SS: One of the biggest challenges within the tunnelling industry is that the numerous, on site, contractors and sub-contractors have different preferences between not only brands but also product types, a situation which can make safety planning and procurement particularly challenging. These challenges, however, are understandable, given the huge scale of certain projects.

The industry also suffers in the form of overlapping, or indeed underlapping guidelines and safety precautions that intersect with those found within the wider construction industry. Tunnelling often sits between the more stringent mining regulations and construction regulations in this regard. So, for example, a project manager working on a tunnelling project
may be from a construction rather than a mining background, and that can lead to inconsistencies in how underground safety is approached.

Whilst presenting significant difficulty to industry professionals, the answer to both challenges can be found through greater transparency and cross-company collaboration. We as an industry need to work together to ensure that safety planning is as straightforward as possible, and that procurement can be viewed holistically thereby reducing project timescales and
protecting industry personnel in the same breath.

SSH: How can we make tunnelling within the rail industry an environment people want to work in?
SS: Tunnelling environments can be extremely hazardous, with a variety of different machinery being used within a confined space, often at the same time. We regularly hear of global projects where stakeholders have been extremely relieved when there have been no major incidents after a year. The fact that these incidents are relatively common goes to show that serious accidents are not that rare, and safety equipment and planning should not be considered a ‘nice to have’ but deemed critical and essential.

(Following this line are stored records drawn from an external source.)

#![allow(dead_code)]

use crossql_core::{
    normalize_table, ColumnPartial, ColumnType, DbConfig, IndexInput, TableInput, TableSchema,
};
use crossql_sqlx::Connection;

pub fn init_tracing() {
    let _ = tracing_subscriber::fmt()
        .with_test_writer()
        .with_max_level(tracing::Level::DEBUG)
        .try_init();
}

pub async fn memory() -> Connection {
    init_tracing();
    Connection::connect(&DbConfig::sqlite_memory())
        .await
        .unwrap_or_else(|e| panic!("Failed to open in-memory database: {e}"))
}

pub fn ty(token: &str) -> ColumnType {
    token
        .parse()
        .unwrap_or_else(|e| panic!("Failed to parse type {token}: {e}"))
}

/// `pokemon(id int pk autoincrement, name str not null, primary_type str indexed,
/// height float, stats dict, legendary bool)` with a unique
/// `(name, primary_type)` index.
pub fn pokemon() -> TableSchema {
    normalize_table(
        TableInput::new("pokemon")
            .column(
                "id",
                ColumnPartial::of(ty("int")).primary(true).autoincrement(true),
            )
            .column("name", ColumnPartial::of(ty("str")).nullable(false))
            .column("primary_type", ColumnPartial::of(ty("str")).index(true))
            .column("height", ty("float"))
            .column("stats", ty("dict"))
            .column("legendary", ty("bool"))
            .index(IndexInput::on(["name", "primary_type"]).unique(true)),
    )
    .unwrap_or_else(|e| panic!("Failed to normalize: {e}"))
}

Manufacturers hold responsibility to keep tunnelling personnel as safe as possible in the confines of such environments. Detailed safety and rescue strategies must be planned, coordinated, and agreed across all interest groups. These efforts must be made to increase the health, safety, and well-being of tunnelling professionals, to retain and indeed attract new staff in an industry with falling numbers.

If we can’t retain staff through feeling valued, safe, and healthy, the industry is failing in its mission.

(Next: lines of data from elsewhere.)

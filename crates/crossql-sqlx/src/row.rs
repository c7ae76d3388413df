//! Row decoding into `SqlValue` cells.
//!
//! Cells are decoded by the type the database reports for the value. SQLite
//! reports the storage class, so JSON and BOOLEAN columns come back as text
//! and integers; the decode pass of `crossql-core` turns them back.

use crossql_core::SqlValue;
use sqlx::postgres::PgRow;
use sqlx::sqlite::SqliteRow;
use sqlx::types::Decimal;
use sqlx::{Column, Row, TypeInfo, ValueRef};

pub(crate) fn column_names<R: Row>(row: &R) -> Vec<String> {
    row.columns().iter().map(|c| c.name().to_string()).collect()
}

pub(crate) fn sqlite_cells(row: &SqliteRow) -> Result<Vec<SqlValue>, sqlx::Error> {
    (0..row.len()).map(|index| sqlite_cell(row, index)).collect()
}

fn sqlite_cell(row: &SqliteRow, index: usize) -> Result<SqlValue, sqlx::Error> {
    let raw = row.try_get_raw(index)?;
    if raw.is_null() {
        return Ok(SqlValue::Null);
    }
    let value = match raw.type_info().name() {
        "INTEGER" | "BOOLEAN" => SqlValue::Int(row.try_get_unchecked(index)?),
        "REAL" => SqlValue::Float(row.try_get_unchecked(index)?),
        "BLOB" => SqlValue::Blob(row.try_get_unchecked(index)?),
        _ => SqlValue::Text(row.try_get_unchecked(index)?),
    };
    Ok(value)
}

pub(crate) fn postgres_cells(row: &PgRow) -> Result<Vec<SqlValue>, sqlx::Error> {
    (0..row.len()).map(|index| postgres_cell(row, index)).collect()
}

fn postgres_cell(row: &PgRow, index: usize) -> Result<SqlValue, sqlx::Error> {
    let raw = row.try_get_raw(index)?;
    if raw.is_null() {
        return Ok(SqlValue::Null);
    }
    let value = match raw.type_info().name() {
        "BOOL" => SqlValue::Bool(row.try_get_unchecked(index)?),
        "INT2" => SqlValue::Int(i64::from(row.try_get_unchecked::<i16, _>(index)?)),
        "INT4" => SqlValue::Int(i64::from(row.try_get_unchecked::<i32, _>(index)?)),
        "INT8" => SqlValue::Int(row.try_get_unchecked(index)?),
        "FLOAT4" => SqlValue::Float(f64::from(row.try_get_unchecked::<f32, _>(index)?)),
        "FLOAT8" => SqlValue::Float(row.try_get_unchecked(index)?),
        // Text keeps every digit.
        "NUMERIC" => SqlValue::Text(row.try_get_unchecked::<Decimal, _>(index)?.to_string()),
        "TEXT" | "VARCHAR" | "BPCHAR" | "NAME" | "CITEXT" => {
            SqlValue::Text(row.try_get_unchecked(index)?)
        }
        "BYTEA" => SqlValue::Blob(row.try_get_unchecked(index)?),
        "JSON" | "JSONB" => SqlValue::Json(row.try_get_unchecked(index)?),
        "TIMESTAMP" => SqlValue::Timestamp(row.try_get_unchecked(index)?),
        "TIMESTAMPTZ" => SqlValue::TimestampTz(row.try_get_unchecked(index)?),
        "DATE" => SqlValue::Date(row.try_get_unchecked(index)?),
        "TIME" => SqlValue::Time(row.try_get_unchecked(index)?),
        other => {
            return Err(sqlx::Error::ColumnDecode {
                index: row.column(index).name().to_string(),
                source: format!("unsupported PostgreSQL type {other}").into(),
            })
        }
    };
    Ok(value)
}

SSH: In terms of technology, how do you anticipate things might change in the next five to ten years?
SS: Whilst technology develops at fast pace, we anticipate future focus to be built around information and data processing with interconnected functionality.

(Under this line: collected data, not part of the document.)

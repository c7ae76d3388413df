//! Shorthand schema input accepted by the normalizer.

use serde::{Deserialize, Serialize};

use super::{ColumnSchema, ConstraintSchema, DefaultValue, IndexSchema, TableSchema};
use crate::ordered::OrderedMap;
use crate::types::ColumnType;

/// A table description in shorthand form.
///
/// ```json
/// {"name": "pokemon", "columns": {"id": {"type": "int", "primary": true}, "name": "str"}}
/// ```
#[derive(Debug, Clone, PartialEq, Serialize, Deserialize)]
#[serde(deny_unknown_fields)]
pub struct TableInput {
    pub name: String,
    #[serde(default)]
    pub description: Option<String>,
    pub columns: ColumnsInput,
    #[serde(default)]
    pub constraints: Vec<ConstraintSchema>,
    #[serde(default)]
    pub indices: Vec<IndexInput>,
}

impl TableInput {
    /// Creates a table input with no columns, in mapping form.
    #[must_use]
    pub fn new(name: impl Into<String>) -> Self {
        Self {
            name: name.into(),
            description: None,
            columns: ColumnsInput::Map(OrderedMap::new()),
            constraints: Vec::new(),
            indices: Vec::new(),
        }
    }

    /// Adds a column. Switches a sequence-form input to carry the name
    /// explicitly.
    #[must_use]
    pub fn column(mut self, name: impl Into<String>, column: impl Into<ColumnInput>) -> Self {
        let name = name.into();
        let column = column.into();
        match &mut self.columns {
            ColumnsInput::Map(map) => map.push(name, column),
            ColumnsInput::List(list) => list.push(column.with_name(name)),
        }
        self
    }

    /// Adds a table-level constraint.
    #[must_use]
    pub fn constraint(mut self, constraint: ConstraintSchema) -> Self {
        self.constraints.push(constraint);
        self
    }

    /// Adds an index.
    #[must_use]
    pub fn index(mut self, index: IndexInput) -> Self {
        self.indices.push(index);
        self
    }
}

/// Columns as a sequence (each entry names itself) or as an ordered
/// `name -> column` mapping.
#[derive(Debug, Clone, PartialEq, Serialize, Deserialize)]
#[serde(untagged)]
pub enum ColumnsInput {
    List(Vec<ColumnInput>),
    Map(OrderedMap<ColumnInput>),
}

/// One column in shorthand form.
#[derive(Debug, Clone, PartialEq, Serialize, Deserialize)]
#[serde(untagged)]
pub enum ColumnInput {
    /// A bare type token, e.g. `"int"`.
    Ref(ColumnType),
    /// A fully specified column, e.g. a previously normalized one.
    Full(ColumnSchema),
    /// A column with some attributes left to defaults.
    Partial(ColumnPartial),
}

impl ColumnInput {
    fn with_name(self, name: String) -> Self {
        match self {
            Self::Ref(column_type) => Self::Partial(ColumnPartial {
                name: Some(name),
                column_type: Some(column_type),
                ..ColumnPartial::default()
            }),
            Self::Full(mut column) => {
                column.name = name;
                Self::Full(column)
            }
            Self::Partial(mut partial) => {
                partial.name = Some(name);
                Self::Partial(partial)
            }
        }
    }
}

impl From<ColumnType> for ColumnInput {
    fn from(column_type: ColumnType) -> Self {
        Self::Ref(column_type)
    }
}

impl From<ColumnSchema> for ColumnInput {
    fn from(column: ColumnSchema) -> Self {
        Self::Full(column)
    }
}

impl From<ColumnPartial> for ColumnInput {
    fn from(partial: ColumnPartial) -> Self {
        Self::Partial(partial)
    }
}

/// Column attributes, any of which may be omitted.
#[derive(Debug, Clone, Default, PartialEq, Serialize, Deserialize)]
#[serde(default, deny_unknown_fields)]
pub struct ColumnPartial {
    #[serde(skip_serializing_if = "Option::is_none")]
    pub name: Option<String>,
    #[serde(rename = "type", skip_serializing_if = "Option::is_none")]
    pub column_type: Option<ColumnType>,
    #[serde(skip_serializing_if = "Option::is_none")]
    pub nullable: Option<bool>,
    #[serde(skip_serializing_if = "Option::is_none")]
    pub primary: Option<bool>,
    #[serde(skip_serializing_if = "Option::is_none")]
    pub unique: Option<bool>,
    #[serde(skip_serializing_if = "Option::is_none")]
    pub index: Option<bool>,
    #[serde(skip_serializing_if = "Option::is_none")]
    pub autoincrement: Option<bool>,
    #[serde(skip_serializing_if = "Option::is_none")]
    pub default: Option<DefaultValue>,
    #[serde(skip_serializing_if = "Option::is_none")]
    pub description: Option<String>,
}

impl ColumnPartial {
    /// Creates a partial column of the given type.
    #[must_use]
    pub fn of(column_type: ColumnType) -> Self {
        Self {
            column_type: Some(column_type),
            ..Self::default()
        }
    }

    /// Sets `primary`.
    #[must_use]
    pub const fn primary(mut self, primary: bool) -> Self {
        self.primary = Some(primary);
        self
    }

    /// Sets `nullable`.
    #[must_use]
    pub const fn nullable(mut self, nullable: bool) -> Self {
        self.nullable = Some(nullable);
        self
    }

    /// Sets `unique`.
    #[must_use]
    pub const fn unique(mut self, unique: bool) -> Self {
        self.unique = Some(unique);
        self
    }

    /// Sets `index`.
    #[must_use]
    pub const fn index(mut self, index: bool) -> Self {
        self.index = Some(index);
        self
    }

    /// Sets `autoincrement`.
    #[must_use]
    pub const fn autoincrement(mut self, autoincrement: bool) -> Self {
        self.autoincrement = Some(autoincrement);
        self
    }

    /// Sets the default value.
    #[must_use]
    pub fn default_value(mut self, default: DefaultValue) -> Self {
        self.default = Some(default);
        self
    }
}

/// An index in shorthand form.
#[derive(Debug, Clone, Default, PartialEq, Eq, Serialize, Deserialize)]
#[serde(deny_unknown_fields)]
pub struct IndexInput {
    #[serde(default, skip_serializing_if = "Option::is_none")]
    pub name: Option<String>,
    pub columns: Vec<String>,
    #[serde(default, skip_serializing_if = "Option::is_none")]
    pub unique: Option<bool>,
    #[serde(default, skip_serializing_if = "Option::is_none")]
    pub nulls_equal: Option<bool>,
}

impl IndexInput {
    /// Creates an unnamed index over `columns`.
    #[must_use]
    pub fn on<I, S>(columns: I) -> Self
    where
        I: IntoIterator<Item = S>,
        S: Into<String>,
    {
        Self {
            columns: columns.into_iter().map(Into::into).collect(),
            ..Self::default()
        }
    }

    /// Sets `unique`.
    #[must_use]
    pub const fn unique(mut self, unique: bool) -> Self {
        self.unique = Some(unique);
        self
    }

    /// Sets `nulls_equal`.
    #[must_use]
    pub const fn nulls_equal(mut self, nulls_equal: bool) -> Self {
        self.nulls_equal = Some(nulls_equal);
        self
    }
}

impl From<IndexSchema> for IndexInput {
    fn from(index: IndexSchema) -> Self {
        Self {
            name: Some(index.name),
            columns: index.columns,
            unique: Some(index.unique),
            nulls_equal: Some(index.nulls_equal),
        }
    }
}

impl From<TableSchema> for TableInput {
    fn from(table: TableSchema) -> Self {
        Self {
            name: table.name,
            description: table.description,
            columns: ColumnsInput::List(table.columns.into_iter().map(ColumnInput::Full).collect()),
            constraints: table.constraints,
            indices: table.indices.into_iter().map(IndexInput::from).collect(),
        }
    }
}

Knowledge, as the saying goes, is power and in an emergency, the quality of information received about an individual and the risks that they face can be the difference between life and death. By combining technologies, such as gas detection, SCBA/CCBA equipment and thermal imaging cameras with sufficient monitoring oversight, we can detect changes to a person, or their environment and adapt rescue or operational tactics to prevent potential dangers before they present worry.

Whilst Bluetooth® provides short-range connectivity to several products, the development of long-range transmitters would be revolutionary in the tunnelling and associated industries, providing the ability to enhance communicative channels, present clearer commands and provide sufficient oversight to keep individuals and teams safe from harm.